Wetlands is a story of love, growth, friendship and family - tightly plotted, graphically imaged, unflinchingly pre-occupied with scatology, sex and morbidity. Still, for all the serious themes, the film is filled with rich, unforgettable imagery and humor, both in and above the gutter.

It's not the Little House on the Prairie landscape that the film's hero Helen must wade through. Its more like the bathrooms of Berlin. Helen has hemorrhoids and a more than healthy fixation with all her parts south of the equator. Her willingness to share images and her ideas on feminine hygiene may be too much for some audiences. But beyond the toilet tours, the wash of blood and fecal matter, Helen's story rewards the stalwart viewer with a well told tale of the struggles of youth.

Helen's parents are split. Her mother dabbles in every spiritual system available, stocks the home with a succession of idiosyncratic lovers and exposes more than her ideas to make a point. Helen's father is more staid, immersed in his work. Still both evidently love their daughter. Helen works to restore their relationship and her family. Similarly she strongly bonds with best friend Corinna and her boyfriend, drug dealer Michael.

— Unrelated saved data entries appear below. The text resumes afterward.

use std::cell::Cell;

use engine::engine::GameEngine;

use super::heuristic::Heuristic;

/// Depth-limited minimax without pruning. Every node reachable within the
/// depth budget is visited, which makes this the reference point the pruned
/// search is checked against.
pub struct Minimax<'a, E, H> {
    game_engine: &'a E,
    heuristic: &'a H,
    player_id: usize,
    nodes_visited: Cell<usize>,
}

impl<'a, E, H> Minimax<'a, E, H>
where
    E: GameEngine,
    H: Heuristic<E>,
{
    pub fn new(game_engine: &'a E, heuristic: &'a H, player_id: usize) -> Self {
        Self {
            game_engine,
            heuristic,
            player_id,
            nodes_visited: Cell::new(0),
        }
    }

    /// The action maximizing the minimizer's best reply at the given depth.
    /// Ties break to the first maximal action in enumeration order. `None`
    /// when the state has no legal actions.
    pub fn choose_action(&self, game_state: &E::State, depth: usize) -> Option<E::Action> {
        let mut best: Option<(E::Action, f32)> = None;

        for action in self.game_engine.actions(game_state) {
            let successor = self.game_engine.take_action(game_state, &action);
            let value = self.min_value(&successor, depth.saturating_sub(1));

            match &best {
                Some((_, best_value)) if value <= *best_value => {}
                _ => best = Some((action, value)),
            }
        }

        best.map(|(action, _)| action)
    }

    /// The minimax value of `game_state` with the agent to move.
    pub fn value_of(&self, game_state: &E::State, depth: usize) -> f32 {
        self.max_value(game_state, depth)
    }

    pub fn nodes_visited(&self) -> usize {
        self.nodes_visited.get()
    }

    pub fn reset_nodes_visited(&self) {
        self.nodes_visited.set(0);
    }

    fn max_value(&self, game_state: &E::State, depth: usize) -> f32 {
        self.nodes_visited.set(self.nodes_visited.get() + 1);

        if self.game_engine.is_terminal(game_state) {
            return self.game_engine.utility(game_state, self.player_id);
        }
        if depth == 0 {
            return self
                .heuristic
                .score(self.game_engine, game_state, self.player_id);
        }

        let mut value = f32::NEG_INFINITY;
        for action in self.game_engine.actions(game_state) {
            let successor = self.game_engine.take_action(game_state, &action);
            value = value.max(self.min_value(&successor, depth - 1));
        }
        value
    }

    fn min_value(&self, game_state: &E::State, depth: usize) -> f32 {
        self.nodes_visited.set(self.nodes_visited.get() + 1);

        if self.game_engine.is_terminal(game_state) {
            return self.game_engine.utility(game_state, self.player_id);
        }
        if depth == 0 {
            return self
                .heuristic
                .score(self.game_engine, game_state, self.player_id);
        }

        let mut value = f32::INFINITY;
        for action in self.game_engine.actions(game_state) {
            let successor = self.game_engine.take_action(game_state, &action);
            value = value.min(self.max_value(&successor, depth - 1));
        }
        value
    }
}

Unencumbered by adult taboos, Helen explores her orifices with no inhibitions and unbridled glee. The sights, smells and taste of her body propel her growh, mediating her social landscape. She professes not to care about hygiene, refusing to wash her smoldering parts. But like the venus fly trap, uses what nature has given her to seduce.

Shot in black and white, the film is dotted with startling imagery - a pizza topped off to the strains of The Blue Danube, toilet seats being personally cleaned and a lilting long shot of Helen skateboarding down a haunted hospital hallway, gown fluttering, gloriously illuminated from behind as she rides from adolescence to growth and the promise of a relationship and renewed family.

Wetlands is based on Charlotte Roche's 2008 novel of the same name. When the film debuted at the Locarno Film Festival, David Wnendt was nominated for Best Director. Luminescent Carla Juri, as Helen, was nominated Best Actress at Sundance. With Wetlands behind them, we can only hope to see more of Wnendt and Juri.